FOXBOROUGH, Mass. — Matthew Slater dressed slowly at his locker after Saturday night’s game. He’s usually the last player to leave the New England Patriots locker room, win or lose, and this was no exception.

The Patriots had just overwhelmed the Tennessee Titans, 35-14, to advance to the AFC championship game for the seventh consecutive year. They’ll play the surprising Jacksonville Jaguars at 3 p.m. Sunday at Gillette Stadium.

If the Patriots win – they opened as 8.5-point favorites, according to Las Vegas bookmakers – they will play in the Super Bowl for the eighth time in 17 years.

Slater, an All-Pro player on special teams, was asked what it means to advance to the conference title game again.

“Lot of pride,” he said. Then he asked, “What’s the record?”

This, he was told, is the NFL record. No other team has played in more than five consecutive conference championship games.

“How about that?” Slater said. “That’s really hard to fathom. You try not to think of it moment to moment, but it is pretty cool to step back and think, ‘We’ve done something that’s never been done here.’ It’s not the end goal for us, but we’re definitely fortunate to be in the position we’re in.”

That is the essence of the Patriots, a dynasty like no other, kept humble by a head coach, Bill Belichick, who never boasts about team or individual accomplishments.

This benchmark, this streak of championship success, has reached almost supernatural proportions. And, given the state of the NFL, where the salary cap prevents teams from loading up on talent, it’s unlikely it will ever be matched.

What New England has done, during an era in which rosters turn over continuously, is amazing. Winning, apparently, is the Patriot Way.

The Patriots, of course, are led by their leadership trinity of owner Robert Kraft, Belichick and quarterback Tom Brady, all bound for the Pro Football Hall of Fame. Their relationship has been the subject of much speculation in the past couple of weeks, since an ESPN article described a strained relationship that threatens to hasten the demise of their dynasty.

But Saturday night’s victory illustrated perfectly why the Patriots have been able to maintain their championship pedigree. Yes, the superstars, Brady and tight end Rob Gronkowski, had big games. But it was the cast of many that pushed New England over the top.

Dion Lewis, cast off by three teams, had 141 total yards of offense. James White, a fourth-round draft pick, scored two touchdowns. Danny Amendola, signed as a free agent five years ago, caught 11 passes for 112 yards. Deatrich Wise Jr., a fourth-round draft pick, had two of New England’s eight sacks.

As great as Brady and Belichick are, the Patriots continue to win over the years because they bring in players who fill roles, who have something to prove.

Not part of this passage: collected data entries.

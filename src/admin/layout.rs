use serde::Serialize;
use utoipa::ToSchema;

/// A field slot inside a fieldset: a single field, or several side by side.
#[derive(Debug, Clone, PartialEq, Serialize, ToSchema)]
#[serde(tag = "type", rename_all = "lowercase")]
pub enum LayoutItem {
    Field { name: String },
    Row { fields: Vec<String> },
}

#[derive(Debug, Clone, PartialEq, Serialize, ToSchema)]
pub struct Fieldset {
    pub legend: String,
    #[serde(skip_serializing_if = "Option::is_none")]
    pub css_class: Option<String>,
    pub items: Vec<LayoutItem>,
}

impl Fieldset {
    pub fn new(legend: &str, fields: &[&str]) -> Self {
        Self {
            legend: legend.to_string(),
            css_class: None,
            items: fields
                .iter()
                .map(|f| LayoutItem::Field { name: f.to_string() })
                .collect(),
        }
    }

    pub fn css_class(mut self, class: &str) -> Self {
        self.css_class = Some(class.to_string());
        self
    }

    pub fn row(mut self, fields: &[&str]) -> Self {
        self.items.push(LayoutItem::Row {
            fields: fields.iter().map(|f| f.to_string()).collect(),
        });
        self
    }

    pub fn field_names(&self) -> impl Iterator<Item = &str> {
        self.items.iter().flat_map(|item| match item {
            LayoutItem::Field { name } => vec![name.as_str()],
            LayoutItem::Row { fields } => fields.iter().map(String::as_str).collect(),
        })
    }
}

/// A two-column change form: the wide main column and a side column.
#[derive(Debug, Clone, Default, PartialEq, Serialize, ToSchema)]
pub struct FormLayout {
    pub main: Vec<Fieldset>,
    pub side: Vec<Fieldset>,
}

impl FormLayout {
    pub fn main(mut self, fieldset: Fieldset) -> Self {
        self.main.push(fieldset);
        self
    }

    pub fn side(mut self, fieldset: Fieldset) -> Self {
        self.side.push(fieldset);
        self
    }

    /// Every field placed anywhere in the layout, in reading order.
    pub fn field_names(&self) -> Vec<&str> {
        self.main
            .iter()
            .chain(self.side.iter())
            .flat_map(Fieldset::field_names)
            .collect()
    }
}

#[cfg(test)]
mod tests {
    use super::*;

    #[test]
    fn field_names_walk_main_then_side() {
        let layout = FormLayout::default()
            .main(Fieldset::new("", &["username", "password"]).css_class("unsort no_title"))
            .main(Fieldset::new("个人信息", &["name"]).row(&["mobile", "email"]))
            .side(Fieldset::new("状态", &["is_active"]));

        assert_eq!(
            layout.field_names(),
            vec!["username", "password", "name", "mobile", "email", "is_active"]
        );
        assert_eq!(layout.main[0].css_class.as_deref(), Some("unsort no_title"));
    }

    #[test]
    fn serializes_items_with_type_tag() {
        let fs = Fieldset::new("权限", &["groups"]).row(&["a", "b"]);
        let json = serde_json::to_value(&fs).unwrap();
        assert_eq!(json["items"][0]["type"], "field");
        assert_eq!(json["items"][1]["type"], "row");
        assert!(json.get("css_class").is_none());
    }
}
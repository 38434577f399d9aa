pub mod db_utils;
pub mod username_cache;
pub mod username_filter;
use anyhow::{Context, Result};
use sqlx::MySqlPool;
use sqlx::mysql::MySqlPoolOptions;

pub async fn init_db(database_url: &str) -> Result<MySqlPool> {
    MySqlPoolOptions::new()
        .max_connections(10)
        .connect(database_url)
        .await
        .context("Failed to connect to database")
}
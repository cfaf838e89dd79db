//! News search service integration module.
//!
//! Provides the client, models and request encoding for the remote
//! `/search` and `/latest` endpoints.

pub mod client;
pub mod error;
pub mod models;
pub mod query;

pub use client::NewsClient;
pub use error::NewsError;
pub use models::Article;
pub use query::{DateRange, Endpoint, SearchFilters};
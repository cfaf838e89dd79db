//! News TUI - Terminal User Interface for searching news articles.
//!
//! Main entry point and event loop for the application.

mod app;
mod browser;
mod config;
mod dispatch;
mod input;
mod logging;
mod news;
mod panel;
mod ui;

use app::{App, Completion};
use clap::Parser;
use config::Config;
use crossterm::{
    event::{self, DisableMouseCapture, EnableMouseCapture, Event, KeyEventKind},
    execute,
    terminal::{EnterAlternateScreen, LeaveAlternateScreen, disable_raw_mode, enable_raw_mode},
};
use dispatch::Dispatcher;
use input::KeyOutcome;
use news::NewsClient;
use ratatui::{Terminal, backend::CrosstermBackend};
use std::io;
use std::path::PathBuf;
use std::time::Duration;
use tokio::sync::mpsc::UnboundedReceiver;
use tracing::info;
use ui::ScreenLayout;

/// Command-line arguments.
#[derive(Debug, Parser)]
#[command(name = "news-tui", about = "Search and browse news articles in the terminal")]
struct Cli {
    /// Path to config.jsonc (defaults to the user config directory)
    #[arg(short, long)]
    config: Option<PathBuf>,

    /// Write a default config file and exit
    #[arg(long)]
    init_config: bool,
}

/// Main application entry point.
///
/// # Details
/// Loads configuration, starts logging, creates the search client and
/// runs the event loop until the user quits.
#[tokio::main]
async fn main() -> anyhow::Result<()> {
    let cli = Cli::parse();

    if cli.init_config {
        let path = match cli.config.clone() {
            Some(path) => path,
            None => Config::default_config_path()?,
        };
        Config::default().save(Some(&path))?;
        println!("Wrote default config to {}", path.display());
        return Ok(());
    }

    let config = Config::load(cli.config.as_deref())?;
    let log_path = logging::init_tracing(&config)?;
    info!(base_url = %config.base_url, log = %log_path.display(), "news-tui starting up");

    let client = NewsClient::new(&config)?;
    let (dispatcher, mut completions) = Dispatcher::new(client);

    let mut app = App::new(config.sources.clone(), config.dark_mode);
    if config.fetch_latest_on_start {
        dispatcher.dispatch(app.fetch_latest());
    }

    // Setup terminal
    enable_raw_mode()?;
    let mut stdout = io::stdout();
    execute!(stdout, EnterAlternateScreen, EnableMouseCapture)?;
    let backend = CrosstermBackend::new(stdout);
    let mut terminal = Terminal::new(backend)?;

    let result = run_app(&mut terminal, &mut app, &dispatcher, &mut completions).await;

    // Restore terminal
    disable_raw_mode()?;
    execute!(
        terminal.backend_mut(),
        LeaveAlternateScreen,
        DisableMouseCapture
    )?;
    terminal.show_cursor()?;

    info!("news-tui shutting down");
    result
}

/// Main event loop.
///
/// # Details
/// Applies finished requests, redraws, then handles at most one input
/// event. Polling with a timeout keeps the spinner moving and completions
/// flowing while the user is idle.
async fn run_app(
    terminal: &mut Terminal<CrosstermBackend<io::Stdout>>,
    app: &mut App,
    dispatcher: &Dispatcher,
    completions: &mut UnboundedReceiver<Completion>,
) -> anyhow::Result<()> {
    let mut layout = ScreenLayout::default();

    loop {
        while let Ok(completion) = completions.try_recv() {
            app.complete(completion);
        }
        app.tick = app.tick.wrapping_add(1);

        terminal.draw(|f| {
            layout = ui::screen_layout(f.area(), app.panel.sources().len());
            app.panel.track_dropdown_region(layout.dropdown);
            ui::render(f, app, &layout);
        })?;

        if event::poll(Duration::from_millis(100))? {
            match event::read()? {
                Event::Key(key) => {
                    if key.kind != KeyEventKind::Press {
                        continue;
                    }
                    match input::handle_key_event(key, app) {
                        KeyOutcome::Quit => break,
                        KeyOutcome::Dispatch(request) => dispatcher.dispatch(request),
                        KeyOutcome::Continue => {}
                    }
                }
                Event::Mouse(mouse) => input::handle_mouse_event(mouse, app, &layout),
                _ => {}
            }
        }
    }

    Ok(())
}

So while rookies like Wise, or first-time Patriots like Marquis Flowers and Eric Lee, were absolutely thrilled at the prospect of playing in an AFC championship game, veterans such as Slater and offensive tackle Nate Solder and safety Devin McCourty know there’s more work to be done.

“I think the thing is, the seven straight (AFC title games) is cool, but not all these guys were part of that,” said McCourty. “You know, that’s not an emphasis for the team. It’s all about getting there this year for all the work we’ve put in from April on. That’s why we’re working, to get to these big games. So I think it’s great for the team to see our hard work paying off.

“We’ve just got to keep at it. Obviously, getting there is a great accomplishment, but we want to go out there next week and play our best game.”

While it’s no surprise that the Patriots are back in the AFC championship game, their opponent next weekend is. The Jags traveled to Pittsburgh and upset the Steelers, 45-42, on Sunday.

Jacksonville won only three games a year ago, but now takes a 12-6 record into the AFC title game. The Jaguars are led by a defense that was ranked second in the NFL and by an offense spurred by the league’s best rushing game.

The Patriots and Jags didn’t meet in the regular season – the last time was in 2015, a 51-17 New England win at home – but they did meet in the preseason this year, with Jacksonville defeating the Patriots, 31-24, in Foxborough. They actually held joint practices in the days leading up to that game.

There is playoff history between the clubs, who met in the 1996 season AFC championship game with New England winning 20-6. In 2007, the teams met in the divisional round, also at Foxborough, with New England winning 31-20.

There is also this: Jacksonville’s executive vice president of football operations is Tom Coughlin, the former New York Giants coach who twice put together game plans to defeat New England in the Super Bowl.

So the Patriots, as always, will prepare for their greatest test, seeking the slightest flaw in the Jaguars defense to attack, the weak link in the Jacksonville offense. They won’t think about what they’ve accomplished so far this season. They’re too busy thinking about what they must do next.

“We don’t really get too much into what we’ve done. We try to stay in the moment, stay week to week,” Slater said. “But hopefully, maybe one day we’ll be able to step back, step away from things, look upon what we did and be proud of our efforts.”